Re: History of - if(p) delete p; - ... ?

From:
Ulrich Eckhardt <eckhardt@satorlaser.com>
Newsgroups:
microsoft.public.vc.language
Date:
Mon, 26 Jan 2009 17:12:47 +0100
Message-ID:
<v04156-fcp.ln1@satorlaser.homedns.org>
Martin T. wrote:

[...] our code base uses the following construct basically all the time:
int* p = ...
if(p)
   free(p); // or delete, or delete[]
p = NULL;

I think the code was initially created on Visual Studio 4 and then got
ported over the years to 5/6/now 2005 ...
I'm trying to figure out why we always used this construct even though
it's not necessary.
Was it *ever* necessary? Pre VC6, pre VC5, ... ?? Has the free function
in C always been specified as noop in case of NULL ?

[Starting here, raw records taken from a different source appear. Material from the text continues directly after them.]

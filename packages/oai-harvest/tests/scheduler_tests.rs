mod common;

use std::sync::Arc;
use std::time::Duration;

use chrono::Utc;
use pretty_assertions::assert_eq;
use wiremock::matchers::{method, path, query_param};
use wiremock::{Mock, MockServer};

use oai_harvest::{
    HarvestController, HarvestStore, MemoryStore, RunOutcome, Scheduler, SchedulerConfig,
    SchedulerState, SourceDefinition, SourceStatus,
};

use common::*;

async fn repository(records: u32) -> MockServer {
    let server = MockServer::start().await;
    mount_dc_repository(&server).await;
    Mock::given(method("GET"))
        .and(path("/oai"))
        .and(query_param("verb", "ListRecords"))
        .respond_with(xml(&list_records(
            &records_range(1, records, "2024-05-01T00:00:00Z"),
            None,
        )))
        .mount(&server)
        .await;
    server
}

async fn scheduler_with(
    server: &MockServer,
    source_ids: &[&str],
    config: SchedulerConfig,
) -> (Scheduler, Arc<MemoryStore>) {
    let store = Arc::new(MemoryStore::new());
    for id in source_ids {
        store
            .upsert_source(&SourceDefinition::new(*id, base_url(server), "theses", "dc"))
            .await
            .unwrap();
    }
    let controller = Arc::new(HarvestController::new(store.clone(), fast_client()));
    (Scheduler::new(controller, config), store)
}

fn config() -> SchedulerConfig {
    SchedulerConfig::default()
        .with_poll_interval(Duration::from_millis(50))
        .with_concurrency(2)
}

#[tokio::test]
async fn test_tick_respects_concurrency_limit() {
    let server = repository(3).await;
    let (scheduler, store) = scheduler_with(&server, &["a", "b", "c"], config()).await;

    let started = scheduler.tick().await.unwrap();
    assert_eq!(started, vec!["a", "b"]);
    scheduler.wait_idle().await;
    assert!(scheduler.active_sources().is_empty());

    // a and b are harvested and not due again; c gets its turn.
    let started = scheduler.tick().await.unwrap();
    assert_eq!(started, vec!["c"]);
    scheduler.wait_idle().await;

    for id in ["a", "b", "c"] {
        let source = store.get_source(id).await.unwrap();
        assert_eq!(source.last_outcome, Some(RunOutcome::Complete));
        assert!(source.last_harvest_at.is_some());
    }
    assert!(scheduler.tick().await.unwrap().is_empty());
}

#[tokio::test]
async fn test_pause_and_resume() {
    let server = repository(1).await;
    let (scheduler, _store) = scheduler_with(&server, &["a"], config()).await;

    scheduler.pause_scheduler();
    assert_eq!(scheduler.state(), SchedulerState::Paused);
    assert!(scheduler.tick().await.unwrap().is_empty());

    scheduler.resume_scheduler();
    assert_eq!(scheduler.state(), SchedulerState::Running);
    assert_eq!(scheduler.tick().await.unwrap(), vec!["a"]);
    scheduler.wait_idle().await;
}

#[tokio::test]
async fn test_stopped_scheduler_starts_nothing() {
    let server = repository(1).await;
    let (scheduler, _store) = scheduler_with(&server, &["a"], config()).await;

    scheduler.stop_scheduler();
    scheduler.resume_scheduler();
    assert_eq!(scheduler.state(), SchedulerState::Stopped);
    assert!(scheduler.tick().await.unwrap().is_empty());
}

#[tokio::test]
async fn test_queued_source_runs_again() {
    let server = repository(2).await;
    let (scheduler, store) = scheduler_with(&server, &["a"], config()).await;

    scheduler.tick().await.unwrap();
    scheduler.wait_idle().await;
    assert!(scheduler.tick().await.unwrap().is_empty());

    let queued = scheduler.queue_source("a").await.unwrap();
    assert_eq!(queued.status, SourceStatus::Queue);
    assert_eq!(scheduler.tick().await.unwrap(), vec!["a"]);
    scheduler.wait_idle().await;

    let runs = store.list_runs("a").await.unwrap();
    assert_eq!(runs.len(), 2);
    assert_eq!(runs[0].records_skipped, 2);
    assert_eq!(store.get_source("a").await.unwrap().status, SourceStatus::Ready);
}

#[tokio::test]
async fn test_reset_forces_full_harvest() {
    let server = repository(1).await;
    let (scheduler, store) = scheduler_with(&server, &["a", "b"], config()).await;

    scheduler.tick().await.unwrap();
    scheduler.wait_idle().await;
    assert!(scheduler.tick().await.unwrap().is_empty());

    // Due at once, even though both were attempted within the retry delay.
    assert_eq!(scheduler.reset_scheduler().await.unwrap(), 2);
    let source = store.get_source("a").await.unwrap();
    assert_eq!(source.last_harvest_at, None);
    assert_eq!(source.last_attempt_at, None);
    assert_eq!(scheduler.tick().await.unwrap(), vec!["a", "b"]);
    scheduler.wait_idle().await;
    assert!(store.get_source("a").await.unwrap().last_harvest_at.is_some());
}

#[tokio::test]
async fn test_reset_during_run_keeps_harvest_date_cleared() {
    let server = MockServer::start().await;
    mount_dc_repository(&server).await;
    Mock::given(method("GET"))
        .and(path("/oai"))
        .and(query_param("verb", "ListRecords"))
        .respond_with(
            xml(&list_records(
                &records_range(1, 2, "2024-05-01T00:00:00Z"),
                None,
            ))
            .set_delay(Duration::from_millis(300)),
        )
        .mount(&server)
        .await;

    let (scheduler, store) = scheduler_with(&server, &["a"], config()).await;
    scheduler.tick().await.unwrap();
    tokio::time::sleep(Duration::from_millis(100)).await;
    assert_eq!(scheduler.active_sources(), vec!["a"]);

    scheduler.reset_scheduler().await.unwrap();
    scheduler.wait_idle().await;

    // The run completes but its window predates the reset.
    let source = store.get_source("a").await.unwrap();
    assert_eq!(source.last_outcome, Some(RunOutcome::Complete));
    assert_eq!(source.last_harvest_at, None);

    // The next run is a full harvest and records its date again.
    assert_eq!(scheduler.tick().await.unwrap(), vec!["a"]);
    scheduler.wait_idle().await;
    let runs = store.list_runs("a").await.unwrap();
    assert_eq!(runs.len(), 2);
    assert_eq!(
        store.get_source("a").await.unwrap().last_harvest_at,
        Some(runs[0].started_at)
    );
}

#[tokio::test]
async fn test_failed_source_is_retried_after_delay() {
    let server = MockServer::start().await;
    mount_dc_repository(&server).await;
    mount_first_page(&server, oai_error("badArgument", "bad from"), 2).await;

    let (scheduler, store) =
        scheduler_with(&server, &["a"], config().with_retry_delay(Duration::ZERO)).await;

    scheduler.tick().await.unwrap();
    scheduler.wait_idle().await;
    let source = store.get_source("a").await.unwrap();
    assert_eq!(source.last_outcome, Some(RunOutcome::Failed));
    assert_eq!(source.status, SourceStatus::Ready);

    assert_eq!(scheduler.tick().await.unwrap(), vec!["a"]);
    scheduler.wait_idle().await;
    assert_eq!(store.list_runs("a").await.unwrap().len(), 2);
}

#[tokio::test]
async fn test_failed_source_waits_for_retry_delay() {
    let server = MockServer::start().await;
    mount_dc_repository(&server).await;
    mount_first_page(&server, oai_error("badArgument", "bad from"), 1).await;

    let (scheduler, _store) = scheduler_with(&server, &["a"], config()).await;
    scheduler.tick().await.unwrap();
    scheduler.wait_idle().await;

    assert!(scheduler.tick().await.unwrap().is_empty());
}

#[tokio::test]
async fn test_disabled_source_is_never_started() {
    let server = repository(1).await;
    let (scheduler, store) = scheduler_with(&server, &["a", "b"], config()).await;
    store
        .set_source_status("a", SourceStatus::Disabled)
        .await
        .unwrap();

    assert_eq!(scheduler.tick().await.unwrap(), vec!["b"]);
    scheduler.wait_idle().await;
    assert!(store.list_runs("a").await.unwrap().is_empty());
}

#[tokio::test]
async fn test_abort_runs_ends_run_aborted() {
    let server = MockServer::start().await;
    mount_dc_repository(&server).await;
    Mock::given(method("GET"))
        .and(path("/oai"))
        .and(query_param("verb", "ListRecords"))
        .respond_with(
            xml(&list_records(
                &records_range(1, 3, "2024-05-01T00:00:00Z"),
                None,
            ))
            .set_delay(Duration::from_millis(300)),
        )
        .mount(&server)
        .await;

    let (scheduler, store) = scheduler_with(&server, &["a"], config()).await;
    scheduler.tick().await.unwrap();
    tokio::time::sleep(Duration::from_millis(100)).await;
    assert_eq!(scheduler.active_sources(), vec!["a"]);

    scheduler.abort_runs();
    scheduler.wait_idle().await;

    let runs = store.list_runs("a").await.unwrap();
    assert_eq!(runs[0].outcome, Some(RunOutcome::Aborted));
    assert_eq!(runs[0].records_processed, 0);
    assert_eq!(store.get_source("a").await.unwrap().last_harvest_at, None);
}

#[tokio::test]
async fn test_start_recovers_interrupted_runs() {
    let server = repository(1).await;
    let store = Arc::new(MemoryStore::new());
    store
        .upsert_source(&SourceDefinition::new("a", base_url(&server), "theses", "dc"))
        .await
        .unwrap();

    // A run left open by a process that died.
    store.claim_source("a").await.unwrap().unwrap();
    store.create_run("a", Utc::now()).await.unwrap();

    let controller = Arc::new(HarvestController::new(store.clone(), fast_client()));
    let scheduler = Scheduler::start_new_scheduler(controller, config())
        .await
        .unwrap();

    // The orphaned source is claimable and due on the first cycle.
    let mut attempts = 0;
    while store.list_runs("a").await.unwrap().len() < 2 && attempts < 50 {
        tokio::time::sleep(Duration::from_millis(20)).await;
        attempts += 1;
    }
    scheduler.shutdown().await;
    assert_eq!(scheduler.state(), SchedulerState::Stopped);

    let runs = store.list_runs("a").await.unwrap();
    assert_eq!(runs.len(), 2);
    let interrupted = runs.last().unwrap();
    assert_eq!(interrupted.outcome, Some(RunOutcome::Aborted));
    assert_eq!(runs[0].outcome, Some(RunOutcome::Complete));
    assert_eq!(store.get_source("a").await.unwrap().status, SourceStatus::Ready);
}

The behaviour of 'delete' with a null pointer is well defined for quite some
time. What I wouldn't bet on is the quality of implementations. However,
even VC6, which is ten years old, gets this right, so I think you can
assume that it works. I'm not sure about free(NULL) though, but I think C89
(i.e. 20 years ago!) already required it to be a no-op. If you want to port
to ancient platforms, that could be an issue, otherwise I just wouldn't
bother and treat those checks as noise.